It is important to actually understand what you are asking Bison to do, and what it is telling you when it suggests that your instructions are wrong.
Applying a fix from someone else's problem will only work if they made the same mistake as you did. Just making random changes based on Google searching is neither a very structured way to debug nor to learn a new tool.
Now, what you said was:
%type <e> expr line
Which means that expr and line both produce a value whose union tag is e. (Tag e is a pointer to a struct nPtr. I doubt that's what you wanted either, but we'll start with the Bison warnings.)
If a non-terminal produces a value, it produce a value in every production. To produce a value, the semantic rule needs to assign a value (of the correct tag-type) to $$. For convenience, if there is no semantic action and if $1 has the correct tag-type, then Bison will provide the default rule $$ = $1. (That sentence is not quite correct but it's a useful approximation.) Many people think that you should not actually rely on this default, but I think it's OK as long as you know that it is happening, and have verified that the preconditions are valid.
In your case, you have two productions for line. Neither of them assigns a value to $$. This might suggest that you didn't really intend for line to even have a semantic value, and if we look more closely, we'll see that you never attempt to use a semantic value for any instance of the non-terminal line. Bison does not, as far as I know, attempt such a detailed code examination, but it is capable of noting that the production:
line : /* empty */
has no semantic action, and
does not have any symbols on the right-hand side, so no default action can be constructed.

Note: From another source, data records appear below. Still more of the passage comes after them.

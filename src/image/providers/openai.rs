//! OpenAI image edits provider (gpt-image-1).

use crate::error::{truncate, CaricatureError, Result};
use crate::image::types::{GeneratedImage, GenerationMetadata, OutputSize, ProcessedImage};
use base64::Engine;
use serde::Deserialize;
use std::fmt;
use std::str::FromStr;
use std::time::{Duration, Instant};

/// Default API root; the edits endpoint lives at `{base}/images/edits`.
pub const DEFAULT_BASE_URL: &str = "https://api.openai.com/v1";

/// Default model identifier.
pub const DEFAULT_MODEL: &str = "gpt-image-1";

/// Default request timeout. Edits routinely take over a minute.
pub const DEFAULT_TIMEOUT: Duration = Duration::from_secs(600);

/// Environment variable holding the API key.
pub const API_KEY_ENV: &str = "OPENAI_API_KEY";

/// Environment variable overriding the API root.
pub const BASE_URL_ENV: &str = "OPENAI_BASE_URL";

/// Style prompt sent with every request.
pub const CARICATURE_PROMPT: &str = "A simplified colored-pencil caricature of the person in the photo. \
     Clean contour lines, soft cross-hatching, warm umber/sienna with a bit of blue, \
     textured off-white paper background. Exaggerate smile lines gently, keep likeness.";

/// Multipart field carrying the input image. Repeatable; we send one.
const IMAGE_FIELD: &str = "image[]";
const IMAGE_FILE_NAME: &str = "input.png";

/// How closely the model should stick to the input's features.
#[derive(Debug, Clone, Copy, Default, PartialEq, Eq)]
pub enum InputFidelity {
    /// Preserve faces and fine details of the input.
    #[default]
    High,
    /// Let the model reinterpret the input more freely.
    Low,
}

impl InputFidelity {
    /// Returns the API parameter value.
    pub fn as_str(&self) -> &'static str {
        match self {
            Self::High => "high",
            Self::Low => "low",
        }
    }
}

impl fmt::Display for InputFidelity {
    fn fmt(&self, f: &mut fmt::Formatter<'_>) -> fmt::Result {
        f.write_str(self.as_str())
    }
}

impl FromStr for InputFidelity {
    type Err = CaricatureError;

    fn from_str(s: &str) -> Result<Self> {
        match s.to_ascii_lowercase().as_str() {
            "high" => Ok(Self::High),
            "low" => Ok(Self::Low),
            other => Err(CaricatureError::InvalidRequest(format!(
                "unknown input fidelity {other:?}, expected \"high\" or \"low\""
            ))),
        }
    }
}

/// Builder for OpenAiEditProvider.
#[derive(Debug, Clone)]
pub struct OpenAiEditProviderBuilder {
    api_key: Option<String>,
    base_url: Option<String>,
    model: String,
    input_fidelity: InputFidelity,
    timeout: Duration,
}

impl Default for OpenAiEditProviderBuilder {
    fn default() -> Self {
        Self {
            api_key: None,
            base_url: None,
            model: DEFAULT_MODEL.to_string(),
            input_fidelity: InputFidelity::default(),
            timeout: DEFAULT_TIMEOUT,
        }
    }
}

impl OpenAiEditProviderBuilder {
    /// Creates a new builder with default settings and no credential.
    pub fn new() -> Self {
        Self::default()
    }

    /// Creates a builder seeded from `OPENAI_API_KEY` and `OPENAI_BASE_URL`.
    ///
    /// Call this once at startup; the provider never looks at the
    /// environment afterwards.
    pub fn from_env() -> Self {
        Self {
            api_key: std::env::var(API_KEY_ENV).ok(),
            base_url: std::env::var(BASE_URL_ENV).ok(),
            ..Self::default()
        }
    }

    /// Sets the API key.
    pub fn api_key(mut self, key: impl Into<String>) -> Self {
        self.api_key = Some(key.into());
        self
    }

    /// Sets the API root, e.g. `https://api.openai.com/v1`.
    pub fn base_url(mut self, url: impl Into<String>) -> Self {
        self.base_url = Some(url.into());
        self
    }

    /// Sets the model identifier.
    pub fn model(mut self, model: impl Into<String>) -> Self {
        self.model = model.into();
        self
    }

    /// Sets the input fidelity hint.
    pub fn input_fidelity(mut self, fidelity: InputFidelity) -> Self {
        self.input_fidelity = fidelity;
        self
    }

    /// Sets the overall request timeout.
    pub fn timeout(mut self, timeout: Duration) -> Self {
        self.timeout = timeout;
        self
    }

    /// Builds the provider. Fails if no non-blank API key was supplied.
    pub fn build(self) -> Result<OpenAiEditProvider> {
        let api_key = self
            .api_key
            .filter(|key| !key.trim().is_empty())
            .ok_or_else(|| {
                CaricatureError::Configuration(format!(
                    "{API_KEY_ENV} not set and no API key provided"
                ))
            })?;

        if self.model.trim().is_empty() {
            return Err(CaricatureError::Configuration(
                "model identifier must not be empty".into(),
            ));
        }
        if self.timeout.is_zero() {
            return Err(CaricatureError::Configuration(
                "timeout must be greater than zero".into(),
            ));
        }

        let base_url = self
            .base_url
            .filter(|url| !url.trim().is_empty())
            .unwrap_or_else(|| DEFAULT_BASE_URL.to_string());
        let endpoint = format!("{}/images/edits", base_url.trim().trim_end_matches('/'));

        let client = reqwest::Client::builder()
            .timeout(self.timeout)
            .build()
            .map_err(|e| CaricatureError::Configuration(format!("HTTP client: {e}")))?;

        Ok(OpenAiEditProvider {
            client,
            api_key,
            endpoint,
            model: self.model,
            input_fidelity: self.input_fidelity,
            timeout: self.timeout,
        })
    }
}

/// OpenAI image edits provider.
///
/// Each call to [`edit`](Self::edit) performs exactly one HTTP request.
pub struct OpenAiEditProvider {
    client: reqwest::Client,
    api_key: String,
    endpoint: String,
    model: String,
    input_fidelity: InputFidelity,
    timeout: Duration,
}

impl fmt::Debug for OpenAiEditProvider {
    fn fmt(&self, f: &mut fmt::Formatter<'_>) -> fmt::Result {
        f.debug_struct("OpenAiEditProvider")
            .field("endpoint", &self.endpoint)
            .field("model", &self.model)
            .field("input_fidelity", &self.input_fidelity)
            .field("timeout", &self.timeout)
            .finish_non_exhaustive()
    }
}

impl OpenAiEditProvider {
    /// Creates a new `OpenAiEditProviderBuilder`.
    pub fn builder() -> OpenAiEditProviderBuilder {
        OpenAiEditProviderBuilder::new()
    }

    /// Full URL of the edits endpoint.
    pub fn endpoint(&self) -> &str {
        &self.endpoint
    }

    /// Model identifier sent with each request.
    pub fn model(&self) -> &str {
        &self.model
    }

    /// Fidelity hint sent with each request.
    pub fn input_fidelity(&self) -> InputFidelity {
        self.input_fidelity
    }

    /// Sends `image` to the edits endpoint with the caricature prompt.
    ///
    /// The image is consumed: it is moved into the request body.
    pub async fn edit(&self, image: ProcessedImage, size: OutputSize) -> Result<GeneratedImage> {
        let start = Instant::now();
        let request = EditRequest {
            model: &self.model,
            prompt: CARICATURE_PROMPT,
            size,
            input_fidelity: self.input_fidelity,
            image,
        };

        tracing::info!(
            endpoint = %self.endpoint,
            model = %self.model,
            size = %size,
            input_fidelity = %self.input_fidelity,
            image_bytes = request.image.len(),
            "sending image edit request"
        );

        let response = self
            .client
            .post(&self.endpoint)
            .header("Authorization", format!("Bearer {}", self.api_key))
            .multipart(request.into_form()?)
            .send()
            .await?;

        let status = response.status();
        tracing::info!(status = status.as_u16(), "received API response");

        if !status.is_success() {
            let text = response.text().await.unwrap_or_default();
            tracing::error!(
                status = status.as_u16(),
                body = %truncate(&text),
                "API request failed"
            );
            return Err(CaricatureError::Api {
                status: status.as_u16(),
                message: text,
            });
        }

        let text = response.text().await?;
        let data = decode_response(&text)?;
        let duration_ms = start.elapsed().as_millis() as u64;
        tracing::info!(bytes = data.len(), duration_ms, "decoded generated image");

        Ok(GeneratedImage::new(
            data,
            GenerationMetadata {
                model: Some(self.model.clone()),
                duration_ms: Some(duration_ms),
            },
        ))
    }
}

/// The fields of one edits call.
#[derive(Debug)]
struct EditRequest<'a> {
    model: &'a str,
    prompt: &'a str,
    size: OutputSize,
    input_fidelity: InputFidelity,
    image: ProcessedImage,
}

impl EditRequest<'_> {
    fn text_fields(&self) -> [(&'static str, String); 4] {
        [
            ("model", self.model.to_string()),
            ("prompt", self.prompt.to_string()),
            ("size", self.size.to_string()),
            ("input_fidelity", self.input_fidelity.as_str().to_string()),
        ]
    }

    fn into_form(self) -> Result<reqwest::multipart::Form> {
        let fields = self.text_fields();
        let image_part = reqwest::multipart::Part::bytes(self.image.data)
            .file_name(IMAGE_FILE_NAME)
            .mime_str(ProcessedImage::MIME_TYPE)
            .map_err(|e| CaricatureError::InvalidRequest(e.to_string()))?;

        let form = fields
            .into_iter()
            .fold(reqwest::multipart::Form::new(), |form, (name, value)| {
                form.text(name, value)
            })
            .part(IMAGE_FIELD, image_part);
        Ok(form)
    }
}

#[derive(Debug, Deserialize)]
struct EditResponse {
    #[serde(default)]
    data: Option<Vec<EditImageData>>,
}

#[derive(Debug, Deserialize)]
struct EditImageData {
    #[serde(default)]
    b64_json: Option<String>,
}

/// Extracts and decodes the first image from an edits response body.
fn decode_response(text: &str) -> Result<Vec<u8>> {
    let invalid = |reason: String| {
        tracing::error!(payload = %truncate(text), "unexpected API response format: {reason}");
        CaricatureError::response_format(reason, text)
    };

    let response: EditResponse =
        serde_json::from_str(text).map_err(|e| invalid(format!("invalid JSON: {e}")))?;

    let first = response
        .data
        .ok_or_else(|| invalid("missing \"data\" field".into()))?
        .into_iter()
        .next()
        .ok_or_else(|| invalid("no images in response".into()))?;

    let b64 = first
        .b64_json
        .ok_or_else(|| invalid("first result has no \"b64_json\" payload".into()))?;
    tracing::debug!(chars = b64.len(), "received base64 image data");

    let data = base64::engine::general_purpose::STANDARD
        .decode(b64.trim())
        .map_err(|e| invalid(format!("invalid base64 image data: {e}")))?;
    if data.is_empty() {
        return Err(invalid("decoded image is empty".into()));
    }
    Ok(data)
}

Consequently, it warns you that there is some circumstance in which line will not have its value set. Think of this as the same warning as your C compiler might give you if it notices that a variable you use has never had a value assigned to it.
In this case, as I said, Bison has not noticed that you never use value of line. It just assumes that you wouldn't have declared the type of the value if you don't intend to somehow provide a value. You did declare the type, and you never provide a value. So your instructions to Bison were not clear, right?
Now, the solution is not to remove the production. There is no problem with the production, and if you remove it then line is left with only one production:
line : line expr NEWLINE
That's a recursive production, and the recursion can only terminate if there is some other production for line which does not recurse. That would be the production line: %empty, which you just deleted. So now Bison can see that the non-terminal line is useless. It is useless because it can never derive any string without non-terminals.
But that's a big problem, because that's the non-terminal your grammar is supposed to recognize. If line can't derive any string, then your grammar cannot recognize anything. Also, because line is useless, and expr is only used by a production in line (other than recursive uses), expr itself can never actually be used. So it, too, becomes useless. (You can think of this as the equivalent of your C compiler complaining that you have unreachable code.)
So then you attempt to fix the problem by making (the only remaining) rule for line non-recursive. Now you have:
line : expr NEWLINE
That's fine, and it makes line useful again. But it does not recognise the language you originally set out to recognise, because it will now only recognise a single line. (That is, an expr followed by a NEWLINE, as the production says.)
I hope you have now figured out that your original problem was not the grammar, which was always correct, but rather the fact that you told Bison that line produced a value, but you did not actually do anything to provide that value. In other words, the solution would have been to not tell Bison that line produces a value. (You could, instead, provide a value for line in the semantic rule associated with every production for line, but why would you do that if you have no intention of every using that value?)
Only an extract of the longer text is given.